The space race begins
A great deal of international prestige is tied up with the impending dispatch into space of the first two artificial satellites. The Soviet Union and the United States are the two contestants in this race to display technical prowess.
Although they have revealed almost no information about their intended satellite programme, the Soviets now seem confident that they will be able to project an aluminium sphere, about the size of a football, 300 or 400 miles into space some weeks or even months before the Americans manage to launch theirs. In the meantime plans are being made for the second trial launching – any day now – of the Vanguard multi-stage rocket which will carry the American satellite on high.
Advertisement
The interest of these two powers in sending satellites speeding at 18,000 miles an hour across the skies is not entirely innocent. The flight of the satellites will undoubtedly provide much information of value to the pure scientists; but both the Soviet Union and the United States are vitally interested in the development of inter-continental ballistic missiles, and one of the most difficult problems in the development of these long-range weapons is to persuade them to re-enter the atmosphere safely from outer space.
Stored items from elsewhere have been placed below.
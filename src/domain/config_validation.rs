//! Configuration validation.
//!
//! Validates all config fields before an engine is built.

use crate::domain::error::SignalbookError;
use crate::ports::config_port::ConfigPort;

pub const STRATEGY_BREAKOUT: &str = "breakout";
pub const STRATEGY_MEAN_REVERSION: &str = "mean_reversion";

pub fn validate_engine_config(config: &dyn ConfigPort) -> Result<(), SignalbookError> {
    validate_initial_cash(config)?;
    validate_order_quantity(config)?;
    validate_min_notional(config)?;
    match strategy_name(config)?.as_str() {
        STRATEGY_BREAKOUT => {
            validate_lookback(config, STRATEGY_BREAKOUT)?;
            validate_positive(config, STRATEGY_BREAKOUT, "threshold")?;
        }
        _ => {
            validate_lookback(config, STRATEGY_MEAN_REVERSION)?;
            validate_positive(config, STRATEGY_MEAN_REVERSION, "band")?;
        }
    }
    Ok(())
}

/// Normalized strategy name from `[engine] strategy`, defaulting to breakout.
pub fn strategy_name(config: &dyn ConfigPort) -> Result<String, SignalbookError> {
    let name = config
        .get_string("engine", "strategy")
        .map(|s| s.trim().to_lowercase().replace('-', "_"))
        .filter(|s| !s.is_empty())
        .unwrap_or_else(|| STRATEGY_BREAKOUT.to_string());
    match name.as_str() {
        STRATEGY_BREAKOUT | STRATEGY_MEAN_REVERSION => Ok(name),
        _ => Err(SignalbookError::ConfigInvalid {
            section: "engine".to_string(),
            key: "strategy".to_string(),
            reason: format!("unknown strategy '{name}', expected breakout or mean_reversion"),
        }),
    }
}

fn validate_initial_cash(config: &dyn ConfigPort) -> Result<(), SignalbookError> {
    if config.get_string("engine", "initial_cash").is_none() {
        return Ok(());
    }
    let value = config.get_double("engine", "initial_cash", f64::NAN);
    if !value.is_finite() {
        return Err(SignalbookError::ConfigInvalid {
            section: "engine".to_string(),
            key: "initial_cash".to_string(),
            reason: "initial_cash must be a finite number".to_string(),
        });
    }
    Ok(())
}

fn validate_order_quantity(config: &dyn ConfigPort) -> Result<(), SignalbookError> {
    if config.get_string("engine", "order_quantity").is_none() {
        return Ok(());
    }
    let value = config.get_double("engine", "order_quantity", f64::NAN);
    if !(value.is_finite() && value > 0.0) {
        return Err(SignalbookError::ConfigInvalid {
            section: "engine".to_string(),
            key: "order_quantity".to_string(),
            reason: "order_quantity must be positive".to_string(),
        });
    }
    Ok(())
}

fn validate_min_notional(config: &dyn ConfigPort) -> Result<(), SignalbookError> {
    if config.get_string("alerts", "min_notional").is_none() {
        return Ok(());
    }
    let value = config.get_double("alerts", "min_notional", f64::NAN);
    if !(value.is_finite() && value >= 0.0) {
        return Err(SignalbookError::ConfigInvalid {
            section: "alerts".to_string(),
            key: "min_notional".to_string(),
            reason: "min_notional must be non-negative".to_string(),
        });
    }
    Ok(())
}

fn validate_lookback(config: &dyn ConfigPort, section: &str) -> Result<(), SignalbookError> {
    if config.get_string(section, "lookback_window").is_none() {
        return Ok(());
    }
    let value = config.get_int(section, "lookback_window", 0);
    if value < 2 {
        return Err(SignalbookError::ConfigInvalid {
            section: section.to_string(),
            key: "lookback_window".to_string(),
            reason: "lookback_window must be an integer of at least 2".to_string(),
        });
    }
    Ok(())
}

fn validate_positive(
    config: &dyn ConfigPort,
    section: &str,
    key: &str,
) -> Result<(), SignalbookError> {
    if config.get_string(section, key).is_none() {
        return Ok(());
    }
    let value = config.get_double(section, key, f64::NAN);
    if !(value.is_finite() && value > 0.0) {
        return Err(SignalbookError::ConfigInvalid {
            section: section.to_string(),
            key: key.to_string(),
            reason: format!("{key} must be positive"),
        });
    }
    Ok(())
}
//! Signal sink that reports every signal through `tracing`.

use tracing::{info, warn};

use crate::domain::error::SignalbookError;
use crate::domain::signal::SignalEvent;
use crate::ports::signal_port::SignalSink;

/// Logs each signal at info level and raises a warning for orders whose
/// notional (quantity × price) reaches `min_notional`. A zero threshold
/// disables the alerts.
#[derive(Debug, Clone, Default)]
pub struct LogSignalSink {
    min_notional: f64,
}

impl LogSignalSink {
    pub fn new(min_notional: f64) -> Self {
        Self { min_notional }
    }

    pub fn min_notional(&self) -> f64 {
        self.min_notional
    }

    pub fn is_large(&self, signal: &SignalEvent, quantity: f64) -> bool {
        self.min_notional > 0.0 && quantity * signal.price >= self.min_notional
    }
}

impl SignalSink for LogSignalSink {
    fn notify(&self, signal: &SignalEvent, quantity: f64) -> Result<(), SignalbookError> {
        info!(
            timestamp = %signal.timestamp,
            symbol = %signal.symbol,
            action = %signal.action,
            price = signal.price,
            "signal"
        );
        if self.is_large(signal, quantity) {
            warn!(
                symbol = %signal.symbol,
                action = %signal.action,
                quantity,
                notional = quantity * signal.price,
                "large trade"
            );
        }
        Ok(())
    }
}
use async_trait::async_trait;
use polystore_core::{
    Backend, BackendFactory, BackendMetadata, Capabilities, CondOp, ConnectionConfig,
    CreateTableOptions, Field, FieldKind, Func, FunctionDialect, LogicalOp, Manager, Pool,
    PoolConfig, PoolGuard, Result, Row, Schema, SelectRequest, StoreCategory, StoreError,
    TransactionHandle, Value, ValueEncoding, ViewDefinition,
};
use std::sync::Arc;
use std::time::Duration;
use surrealdb::Surreal;
use surrealdb::engine::any::{Any, connect};
use surrealdb::opt::auth::Root;

static METADATA: BackendMetadata = BackendMetadata {
    id: "surrealdb",
    display_name: "SurrealDB",
    description: "Document/graph store with direct record access and joinless FETCH",
    category: StoreCategory::DocumentGraph,
    capabilities: Capabilities::DOCUMENT_GRAPH_BASE,
    encoding: ValueEncoding::DOCUMENT_GRAPH,
};

/// Pool manager for SurrealDB sessions.
pub struct SurrealManager {
    url: String,
    namespace: String,
    database: String,
    username: Option<String>,
    password: Option<String>,
}

#[async_trait]
impl Manager for SurrealManager {
    type Conn = Surreal<Any>;

    async fn create(&self) -> Result<Surreal<Any>> {
        let conn = connect(&self.url)
            .await
            .map_err(|e| StoreError::transport(format!("surrealdb connect: {e}")))?;

        if let (Some(username), Some(password)) = (&self.username, &self.password) {
            conn.signin(Root {
                username: username.as_str(),
                password: password.as_str(),
            })
            .await
            .map_err(|e| StoreError::transport(format!("surrealdb signin: {e}")))?;
        }

        conn.use_ns(&self.namespace)
            .use_db(&self.database)
            .await
            .map_err(|e| StoreError::transport(format!("surrealdb use ns/db: {e}")))?;

        Ok(conn)
    }

    async fn check(&self, conn: &mut Surreal<Any>) -> Result<()> {
        conn.health()
            .await
            .map_err(|e| StoreError::transport(format!("surrealdb health: {e}")))
    }
}

/// Opens [`SurrealBackend`]s from a connection config.
pub struct SurrealFactory;

#[async_trait]
impl BackendFactory for SurrealFactory {
    fn name(&self) -> &'static str {
        "surrealdb"
    }

    async fn open(
        &self,
        config: &ConnectionConfig,
        pool: PoolConfig,
    ) -> Result<Arc<dyn Backend>> {
        let manager = SurrealManager {
            url: config.require("url")?.to_string(),
            namespace: config.get_or("namespace", "test").to_string(),
            database: config.get_or("database", "test").to_string(),
            username: config.get("username").map(str::to_string),
            password: config.get("password").map(str::to_string),
        };
        let pool = Pool::new(manager, pool).await;
        Ok(Arc::new(SurrealBackend { pool }))
    }
}

/// SurrealQL rewrites of the portable function set.
struct SurrealFunctions;

impl FunctionDialect for SurrealFunctions {
    fn render(&self, func: &Func) -> Result<String> {
        Ok(match func {
            Func::Count => "count()".to_string(),
            Func::Sum(field) => format!("math::sum({field})"),
            Func::Avg(field) => format!("math::mean({field})"),
            Func::Min(field) => format!("math::min({field})"),
            Func::Max(field) => format!("math::max({field})"),
            Func::CountDistinct(field) => format!("count(array::distinct({field}))"),
            Func::ToDate(field) => format!("time::day({field})"),
            Func::ToYearMonth(field) => format!("time::format({field}, '%Y%m')"),
            Func::Has(field, value) => {
                format!("{} INSIDE {field}", format_surreal_value(value))
            }
            Func::Length(field) => format!("string::length({field})"),
            Func::Lower(field) => format!("string::lowercase({field})"),
            Func::Upper(field) => format!("string::uppercase({field})"),
            Func::Round(field, digits) => format!("math::round({field}, {digits})"),
        })
    }
}

static FUNCTIONS: SurrealFunctions = SurrealFunctions;

/// SurrealDB backend over a pooled connection set.
pub struct SurrealBackend {
    pool: Pool<SurrealManager>,
}

impl SurrealBackend {
    async fn conn(&self) -> Result<PoolGuard<SurrealManager>> {
        self.pool.acquire().await
    }

    /// Run a query and return the rows of its first statement.
    async fn query_rows(&self, op: LogicalOp, table: &str, query: &str) -> Result<Vec<Row>> {
        let conn = self.conn().await?;
        let mut response = conn
            .query(query)
            .await
            .map_err(|e| map_error(op, Some(table), e))?;
        let values: Vec<serde_json::Value> = response
            .take(0)
            .map_err(|e| map_error(op, Some(table), e))?;
        Ok(values.into_iter().map(json_to_row).collect())
    }

    /// Run a statement where the result is not needed.
    async fn execute(&self, op: LogicalOp, table: Option<&str>, query: &str) -> Result<()> {
        let conn = self.conn().await?;
        conn.query(query)
            .await
            .map_err(|e| map_error(op, table, e))?
            .check()
            .map_err(|e| map_error(op, table, e))?;
        Ok(())
    }

    fn render_select(&self, table: &str, request: &SelectRequest) -> String {
        let projection = match &request.fields {
            Some(fields) if !fields.is_empty() => fields.join(", "),
            // Rewrite the record id to its textual form server-side.
            _ => "*, type::string(id) AS id".to_string(),
        };

        let mut query = format!("SELECT {projection} FROM {table}");
        if !request.conditions.is_empty() {
            query.push_str(&format!(" WHERE {}", request.conditions.join(" AND ")));
        }
        if !request.order_by.is_empty() {
            let order: Vec<String> = request
                .order_by
                .iter()
                .map(|o| format!("{} {}", o.field, o.direction.keyword()))
                .collect();
            query.push_str(&format!(" ORDER BY {}", order.join(", ")));
        }
        if let Some(limit) = request.limit {
            query.push_str(&format!(" LIMIT {limit}"));
        }
        if let Some(offset) = request.offset {
            query.push_str(&format!(" START {offset}"));
        }
        if !request.fetch.is_empty() {
            query.push_str(&format!(" FETCH {}", request.fetch.join(", ")));
        }
        query
    }
}
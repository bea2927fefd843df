//! Wire encodings a backend declares for value conversion.
//!
//! Field serializers consult these instead of matching on a backend name, so
//! a new driver only has to describe its formats.

/// How timestamps travel on the wire.
#[derive(Debug, Clone, Copy, PartialEq, Eq)]
pub enum TimestampFormat {
    /// Kept as a typed timestamp; rendered as ISO-8601 with timezone.
    Iso8601,
    /// `"YYYY-MM-DD HH:MM:SS.sss"` text, the columnar convention.
    SpacedMillis,
    /// Integer epoch milliseconds.
    EpochMillis,
}

/// How exact decimals travel on the wire.
#[derive(Debug, Clone, Copy, PartialEq, Eq)]
pub enum DecimalFormat {
    /// The store has a native decimal type; the value stays typed.
    Native,
    /// Precision-preserving text.
    Text,
    /// Lossy double. Only used when a field explicitly opts in.
    Float,
}

/// How sequences and mappings travel on the wire.
#[derive(Debug, Clone, Copy, PartialEq, Eq)]
pub enum ContainerFormat {
    /// Native array/object support.
    Native,
    /// JSON text fallback.
    JsonText,
}

/// The full wire-encoding contract of one backend.
#[derive(Debug, Clone, Copy, PartialEq, Eq)]
pub struct ValueEncoding {
    pub timestamps: TimestampFormat,
    pub decimals: DecimalFormat,
    pub arrays: ContainerFormat,
    pub objects: ContainerFormat,
}

impl ValueEncoding {
    /// Document/graph stores: typed timestamps, native decimals and
    /// containers.
    pub const DOCUMENT_GRAPH: Self = Self {
        timestamps: TimestampFormat::Iso8601,
        decimals: DecimalFormat::Native,
        arrays: ContainerFormat::Native,
        objects: ContainerFormat::Native,
    };

    /// Columnar stores: spaced-millis timestamps, native decimals, native
    /// arrays, objects as JSON text.
    pub const COLUMNAR: Self = Self {
        timestamps: TimestampFormat::SpacedMillis,
        decimals: DecimalFormat::Native,
        arrays: ContainerFormat::Native,
        objects: ContainerFormat::JsonText,
    };

    /// Key-value stores: epoch-millis timestamps, text decimals, JSON
    /// containers.
    pub const KEY_VALUE: Self = Self {
        timestamps: TimestampFormat::EpochMillis,
        decimals: DecimalFormat::Text,
        arrays: ContainerFormat::JsonText,
        objects: ContainerFormat::JsonText,
    };
}
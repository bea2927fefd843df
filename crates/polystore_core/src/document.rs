use crate::backend::SelectRequest;
use crate::error::{Result, StoreError};
use crate::fields::{from_db, to_db};
use crate::query::CondOp;
use crate::registry::Connection;
use crate::schema::Schema;
use crate::value::{Row, Value};
use std::collections::BTreeSet;
use std::sync::Arc;

/// One document instance: typed values plus change tracking.
///
/// `changed` holds the names of fields written since load or save; updates
/// only ever send those. The id is assigned exactly once, either by the
/// caller before the first save or by the backend during it.
#[derive(Debug, Clone)]
pub struct Document {
    schema: Arc<Schema>,
    id: Option<Value>,
    values: Row,
    changed: BTreeSet<String>,
    loaded_from_db: bool,
}

impl Document {
    /// Construct an instance from explicit values.
    ///
    /// Unknown names fail with a schema error. Defaults are applied only for
    /// names absent from the call and do not count as changes.
    pub fn new<I, K>(schema: Arc<Schema>, values: I) -> Result<Self>
    where
        I: IntoIterator<Item = (K, Value)>,
        K: Into<String>,
    {
        let mut document = Self {
            schema,
            id: None,
            values: Row::new(),
            changed: BTreeSet::new(),
            loaded_from_db: false,
        };

        for (key, value) in values {
            let key: String = key.into();
            if key == document.schema.id_field() {
                document.id = Some(value);
                continue;
            }
            document.set(&key, value)?;
        }

        let defaults: Vec<(String, Value)> = document
            .schema
            .fields()
            .filter(|field| !document.values.contains_key(&field.name))
            .filter_map(|field| field.default_value().map(|v| (field.name.clone(), v)))
            .collect();
        for (name, value) in defaults {
            let field = document.schema.require_field(&name)?;
            let validated = field.validate(value)?;
            document.values.insert(name, validated);
        }

        Ok(document)
    }

    /// Empty instance with only defaults applied.
    pub fn empty(schema: Arc<Schema>) -> Result<Self> {
        Self::new(schema, std::iter::empty::<(String, Value)>())
    }

    pub fn schema(&self) -> &Arc<Schema> {
        &self.schema
    }

    pub fn id(&self) -> Option<&Value> {
        self.id.as_ref()
    }

    pub fn is_loaded(&self) -> bool {
        self.loaded_from_db
    }

    pub fn changed(&self) -> &BTreeSet<String> {
        &self.changed
    }

    pub fn get(&self, name: &str) -> Option<&Value> {
        self.values.get(name)
    }

    /// Assign a field value. Coerces and validates immediately and records
    /// the name in `changed`.
    pub fn set(&mut self, name: &str, value: Value) -> Result<()> {
        let field = self.schema.require_field(name)?;
        let validated = field.validate(value)?;
        self.values.insert(name.to_string(), validated);
        self.changed.insert(name.to_string());
        Ok(())
    }

    /// Validate every effective value, including required-field presence.
    /// Runs before any I/O on save.
    pub fn validate(&self) -> Result<()> {
        for field in self.schema.fields() {
            if field.materialized.is_some() {
                continue;
            }
            let effective = self.values.get(&field.name).cloned().unwrap_or(Value::Null);
            field.validate(effective)?;
        }
        Ok(())
    }

    /// Serialize to a stored row for the connection's backend encoding.
    /// Materialized columns are computed by the store and excluded.
    pub fn to_db(&self, connection: &Connection) -> Result<Row> {
        let encoding = connection.backend().encoding();
        let mut row = Row::new();
        if let Some(id) = &self.id {
            row.insert(self.schema.id_field().to_string(), id.clone());
        }
        for field in self.schema.fields() {
            if field.materialized.is_some() {
                continue;
            }
            let Some(value) = self.values.get(&field.name) else {
                continue;
            };
            if value.is_null() {
                continue;
            }
            row.insert(field.db_name.clone(), to_db(field, value, encoding)?);
        }
        Ok(row)
    }

    /// Rebuild an instance from a stored row. Unknown stored keys are
    /// ignored; the instance comes back clean (`changed` empty, loaded).
    pub fn from_db(schema: Arc<Schema>, row: Row, connection: &Connection) -> Result<Self> {
        let encoding = connection.backend().encoding();
        let mut id = None;
        let mut values = Row::new();

        for field in schema.fields() {
            if let Some(stored) = row.get(&field.db_name) {
                if stored.is_null() {
                    continue;
                }
                values.insert(field.name.clone(), from_db(field, stored.clone(), encoding)?);
            }
        }
        if let Some(raw_id) = row.get(schema.id_field()) {
            if !raw_id.is_null() {
                id = Some(raw_id.clone());
            }
        }

        Ok(Self {
            schema,
            id,
            values,
            changed: BTreeSet::new(),
            loaded_from_db: true,
        })
    }

    fn id_condition(&self, connection: &Connection) -> Result<String> {
        let id = self.id.as_ref().ok_or(StoreError::NotFound)?;
        connection
            .backend()
            .build_condition(self.schema.id_field(), CondOp::Eq, id)
    }

    /// Persist the instance: insert on first save, update of changed fields
    /// afterwards. Validation failures abort before any I/O. After a
    /// successful save `changed` is empty and the instance counts as loaded.
    pub async fn save(&mut self, connection: &Connection) -> Result<()> {
        self.validate()?;
        let collection = self.schema.collection().to_string();

        if self.id.is_none() {
            let row = self.to_db(connection)?;
            let stored = connection.backend().insert(&collection, row).await?;
            if let Some(raw_id) = stored.get(self.schema.id_field()) {
                if !raw_id.is_null() {
                    self.id = Some(raw_id.clone());
                }
            }
        } else if !self.changed.is_empty() {
            let encoding = connection.backend().encoding();
            let mut patch = Row::new();
            for name in &self.changed {
                let field = self.schema.require_field(name)?;
                let value = self.values.get(name).cloned().unwrap_or(Value::Null);
                patch.insert(field.db_name.clone(), to_db(field, &value, encoding)?);
            }
            let condition = self.id_condition(connection)?;
            connection
                .backend()
                .update(&collection, &[condition], patch)
                .await?;
        }

        self.changed.clear();
        self.loaded_from_db = true;
        Ok(())
    }

    /// Delete the stored record. Requires an assigned id.
    pub async fn delete(&self, connection: &Connection) -> Result<u64> {
        let condition = self.id_condition(connection)?;
        connection
            .backend()
            .delete(self.schema.collection(), &[condition])
            .await
    }

    /// Reload all values from the store, discarding unsaved changes.
    pub async fn refresh(&mut self, connection: &Connection) -> Result<()> {
        let condition = self.id_condition(connection)?;
        let request = SelectRequest {
            conditions: vec![condition],
            limit: Some(1),
            ..Default::default()
        };
        let mut rows = connection
            .backend()
            .select(self.schema.collection(), &request)
            .await?;
        let Some(row) = rows.pop() else {
            return Err(StoreError::NotFound);
        };

        let fresh = Self::from_db(self.schema.clone(), row, connection)?;
        self.values = fresh.values;
        if self.id.is_none() {
            self.id = fresh.id;
        }
        self.changed.clear();
        self.loaded_from_db = true;
        Ok(())
    }

    /// Fully-qualified record pointer (`collection:id`) used for graph
    /// operations.
    pub fn record_pointer(&self) -> Result<Value> {
        let id = self.id.as_ref().ok_or(StoreError::NotFound)?;
        Ok(match id {
            Value::Text(text) if text.contains(':') => id.clone(),
            other => Value::Text(format!(
                "{}:{}",
                self.schema.collection(),
                other.as_display_string()
            )),
        })
    }

    /// Create a graph edge from this document to another. Fails with a
    /// capability error on backends without graph relations.
    pub async fn create_relation(
        &self,
        connection: &Connection,
        relation: &str,
        other: &Document,
        attributes: Row,
    ) -> Result<()> {
        let from = self.record_pointer()?;
        let to = other.record_pointer()?;
        connection
            .backend()
            .create_relation(relation, &from, &to, attributes)
            .await
    }
}

#[cfg(test)]
mod tests {
    use super::*;
    use crate::fields::Field;

    fn schema() -> Arc<Schema> {
        Schema::builder("User")
            .backend("surrealdb")
            .field(Field::text("username").required())
            .field(Field::text("email").required())
            .field(Field::integer("age"))
            .field(Field::boolean("is_active").default_fn(|| Value::Bool(true)))
            .build()
            .unwrap()
    }

    #[test]
    fn changed_tracks_only_explicit_assignments() {
        let doc = Document::new(
            schema(),
            [
                ("username", Value::Text("johndoe".into())),
                ("email", Value::Text("john.doe@example.com".into())),
            ],
        )
        .unwrap();

        let changed: Vec<&str> = doc.changed().iter().map(String::as_str).collect();
        assert_eq!(changed, vec!["email", "username"]);

        // The default applied to is_active is visible but not a change.
        assert_eq!(doc.get("is_active"), Some(&Value::Bool(true)));
        assert!(!doc.changed().contains("is_active"));
    }

    #[test]
    fn unknown_construction_key_is_a_schema_error() {
        let result = Document::new(schema(), [("nickname", Value::Text("jd".into()))]);
        assert!(matches!(result, Err(StoreError::Schema(_))));
    }

    #[test]
    fn default_is_not_applied_over_explicit_value() {
        let doc = Document::new(schema(), [("is_active", Value::Bool(false))]).unwrap();
        assert_eq!(doc.get("is_active"), Some(&Value::Bool(false)));
        assert!(doc.changed().contains("is_active"));
    }

    #[test]
    fn set_validates_and_records() {
        let mut doc = Document::empty(schema()).unwrap();
        doc.set("age", Value::Text("30".into())).unwrap();
        assert_eq!(doc.get("age"), Some(&Value::Int(30)));
        assert!(doc.changed().contains("age"));

        assert!(doc.set("age", Value::Text("old".into())).is_err());
    }

    #[test]
    fn validate_catches_missing_required_fields() {
        let doc = Document::new(schema(), [("username", Value::Text("jd".into()))]).unwrap();
        let err = doc.validate().unwrap_err();
        match err {
            StoreError::Validation { field, .. } => assert_eq!(field, "email"),
            other => panic!("expected validation error, got {other:?}"),
        }
    }

    #[test]
    fn id_passed_at_construction_is_not_a_change() {
        let doc = Document::new(
            schema(),
            [
                ("id", Value::Text("user:jd".into())),
                ("username", Value::Text("jd".into())),
            ],
        )
        .unwrap();
        assert_eq!(doc.id(), Some(&Value::Text("user:jd".into())));
        assert!(!doc.changed().contains("id"));
    }

    #[test]
    fn record_pointer_qualifies_bare_ids() {
        let mut doc = Document::empty(schema()).unwrap();
        doc.id = Some(Value::Text("jd".into()));
        assert_eq!(
            doc.record_pointer().unwrap(),
            Value::Text("user:jd".into())
        );

        doc.id = Some(Value::Text("user:jd".into()));
        assert_eq!(
            doc.record_pointer().unwrap(),
            Value::Text("user:jd".into())
        );
    }
}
The circling satellites will give much information that is useful to the missile engineers in calculating the conditions the rocket will meet as it starts on its destructive downward plunge.
Although this International Geophysical Year will help to promote the research done in nations throughout the whole world, however small, most of the glamour and almost all the military interest seems certain to be centred on the satellite programmes of the two great powers. It is very likely that, in scientific terms, 1957 will be remembered as the year that humans launched their first forays into outer space.